The old track forged north to its crossing place through the granite barrier of the Mourne Wall. The local men who built this great 22-mile ring early last century around the catchment area of the Mourne reservoirs certainly knew their business. The Mourne Wall hurdles the highest mountain tops as though they are of no account. Today it made a fine trustworthy companion as we turned west and followed it up the mountainside.
The climb soon steepened, and there were plenty of pauses to look back around the bowl of hills that centres on rocky-faced Slievelamagan and the tall cone of Slieve Donard, daddy of the Mourne range at 853m.
Up ahead a line of granite tors crowned Slieve Binnian’s ridge, black and jagged like the turrets of a bad man’s castle. ‘Bit windy up there,’ grinned a pair of girls leaping lightly down the rocks.
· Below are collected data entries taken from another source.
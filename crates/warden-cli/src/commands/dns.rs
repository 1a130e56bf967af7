use anyhow::Context;
use clap::{Args, Subcommand};
use colored::Colorize;
use std::path::{Path, PathBuf};
use tracing::info;
use warden_certificates::{AcmeSettings, JsonFileSecretStore, SecretStore};
use warden_dns::{CommitMode, DnsProvider, Operation, RecordType};

#[derive(Args)]
pub struct DnsCommand {
    #[command(subcommand)]
    pub action: DnsAction,
}

#[derive(Subcommand)]
pub enum DnsAction {
    /// List the live values of a record set
    Find(FindArgs),
    /// Converge a record set towards the given operations
    Commit(CommitArgs),
}

#[derive(Args)]
pub struct ProviderArgs {
    /// DNS provider secrets (JSON object keyed by secret id)
    #[arg(long, env = "WARDEN_SECRETS")]
    pub secrets: PathBuf,

    /// Secret id of the provider to use
    #[arg(long)]
    pub secret: String,

    /// Fully qualified record name
    #[arg(long)]
    pub domain: String,

    /// Record type (A, AAAA, CNAME, TXT)
    #[arg(long = "type", default_value = "TXT")]
    pub record_type: RecordType,
}

#[derive(Args)]
pub struct FindArgs {
    #[command(flatten)]
    pub provider: ProviderArgs,
}

#[derive(Args)]
pub struct CommitArgs {
    #[command(flatten)]
    pub provider: ProviderArgs,

    /// Values that must exist afterwards
    #[arg(long)]
    pub upsert: Vec<String>,

    /// Values kept only if already present
    #[arg(long)]
    pub retain: Vec<String>,

    /// Values that must be absent afterwards
    #[arg(long)]
    pub delete: Vec<String>,

    /// Remove existing values no operation mentions
    #[arg(long)]
    pub authoritative: bool,
}

impl CommitArgs {
    fn operations(&self) -> Vec<Operation> {
        let upserts = self.upsert.iter().map(Operation::upsert);
        let retains = self.retain.iter().map(Operation::retain);
        let deletes = self.delete.iter().map(Operation::delete);
        upserts.chain(retains).chain(deletes).collect()
    }

    fn mode(&self) -> CommitMode {
        if self.authoritative {
            CommitMode::Authoritative
        } else {
            CommitMode::Merge
        }
    }
}

async fn connect(
    args: &ProviderArgs,
    settings: Option<&Path>,
) -> anyhow::Result<Box<dyn DnsProvider>> {
    let settings = AcmeSettings::load(settings).context("Failed to load ACME settings")?;
    let secrets = JsonFileSecretStore::load(&args.secrets)
        .with_context(|| format!("Failed to read secrets from {}", args.secrets.display()))?;
    let credentials = secrets
        .get(&args.secret)
        .await?
        .ok_or_else(|| anyhow::anyhow!("Secret '{}' not found", args.secret))?;

    let kind = credentials.provider_type();
    info!("Connecting to {} DNS", kind);
    let provider = warden_dns::connect(kind, credentials, settings.ttls())
        .await
        .with_context(|| format!("Failed to connect to {}", kind))?;
    Ok(provider)
}

impl DnsCommand {
    pub fn execute(self, settings: Option<&Path>) -> anyhow::Result<()> {
        let rt = tokio::runtime::Runtime::new()?;
        rt.block_on(self.run(settings))
    }

    async fn run(self, settings: Option<&Path>) -> anyhow::Result<()> {
        match self.action {
            DnsAction::Find(args) => {
                let args = args.provider;
                let provider = connect(&args, settings).await?;
                let values = provider.dns_find(&args.domain, args.record_type).await?;
                println!(
                    "{} {} {}",
                    args.domain.bright_cyan(),
                    args.record_type.as_str().bright_white().bold(),
                    if values.is_empty() {
                        "(none)".to_string()
                    } else {
                        values.join(" ")
                    }
                );
            }
            DnsAction::Commit(args) => {
                let ops = args.operations();
                if ops.is_empty() {
                    anyhow::bail!("At least one --upsert, --retain or --delete value is required");
                }
                let provider = connect(&args.provider, settings).await?;
                let outcome = provider
                    .dns_commit(
                        &args.provider.domain,
                        args.provider.record_type,
                        &ops,
                        args.mode(),
                    )
                    .await?;
                println!("{}", serde_json::to_string_pretty(&outcome)?);
            }
        }
        Ok(())
    }
}

#[cfg(test)]
mod tests {
    use super::*;
    use warden_dns::OperationKind;

    fn commit_args(authoritative: bool) -> CommitArgs {
        CommitArgs {
            provider: ProviderArgs {
                secrets: PathBuf::from("secrets.json"),
                secret: "cf".to_string(),
                domain: "_acme-challenge.example.com".to_string(),
                record_type: RecordType::TXT,
            },
            upsert: vec!["a".to_string()],
            retain: vec!["b".to_string()],
            delete: vec!["c".to_string(), "d".to_string()],
            authoritative,
        }
    }

    #[test]
    fn test_operations_from_flags() {
        let ops = commit_args(false).operations();
        let kinds: Vec<OperationKind> = ops.iter().map(|op| op.kind).collect();
        assert_eq!(
            kinds,
            vec![
                OperationKind::Upsert,
                OperationKind::Retain,
                OperationKind::Delete,
                OperationKind::Delete
            ]
        );
        assert_eq!(ops[3].value, "d");
    }

    #[test]
    fn test_commit_mode_flag() {
        assert_eq!(commit_args(false).mode(), CommitMode::Merge);
        assert_eq!(commit_args(true).mode(), CommitMode::Authoritative);
    }

    #[tokio::test]
    async fn test_connect_unknown_secret() {
        let mut file = tempfile::NamedTempFile::new().unwrap();
        std::io::Write::write_all(
            &mut file,
            br#"{"cf": {"type": "cloudflare", "api_token": "t"}}"#,
        )
        .unwrap();

        let mut args = commit_args(false).provider;
        args.secrets = file.path().to_path_buf();
        args.secret = "other".to_string();

        let err = connect(&args, None).await.err().unwrap();
        assert!(err.to_string().contains("other"));
    }
}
They were right about that, but the view that burst on us from the top was worth climbing the tors for – the long steel-blue triangle of Silent Valley reservoir two thousand feet below, the coires* of Slieve Muck beyond, and in the distance the hills of the Cooley Peninsula and the broad spread of Dublin Bay towards the distant Wicklow Mountains.
A path of skiddy granite rubble led us north past the Back Castles, wind-smoothed tors of elephantine grey, to drop steeply down to a saddle of ground under Slievelamagan. A last look across Ben Crom reservoir’s dark waters, northwards to the steeples of rock that crown Slieve Bernagh. Then we followed the rubbly old drove road back down the Annalong Valley, past the shores of Blue Lough where whitecaps ruffled the water, on down to Carrick Cottage Café and a thoroughly earned pot of tea to toast St Patrick’s Day.
* Sub-editor: coire = Irish term for the Scottish ‘corrie’ – bowl-shaped hollow in a mountainside
Start: Carrick Little car park, Head Road, near Annalong, BT34 4RW approx. (OS ref 345259)
Getting there: Bus – Mournes Shuttle Service (peter.magowan@hotmail.co.uk, 07516-4712076).
Road – Moneydarragh Road, then Oldtown Road from Annalong (on A2 Newcastle-Kilkeel road)
Walk (7 miles, strenuous, OSN1 1:25,000 Activity Map ‘The Mournes’): From car park, left up stony lane. In 900m go through gate (345228); in 300m fork left and climb path with Mourne Wall on left, soon steepening. Near top, pass (but don’t cross) ladder stile on left at wall; aim a little right between two tors to reach ridge (321235) and Slieve Binnian summit. Right on ridge path past the Back Castles for ¾ mile to pass to left of North Tor (319246). Path descends, soon steeply, for ⅔ mile to path crossing on saddle between North Tor and Slievelamagan (321256). Right on rubbly path for 3¼ miles, passing Blue Lough, then along right side of Annalong Wood, back to car park.
Conditions: Mountain walk – dress appropriately. Steep, rough ascent to Slieve Binnian. Ridge path, descent and valley track are stony and slippery. Watch your step!
Tea: Carrick Cottage Café, near car park (07595-929-307)
Dinner: Brunels Restaurant, Newcastle (028-4372-3951, brunelsrestaurant.co.uk)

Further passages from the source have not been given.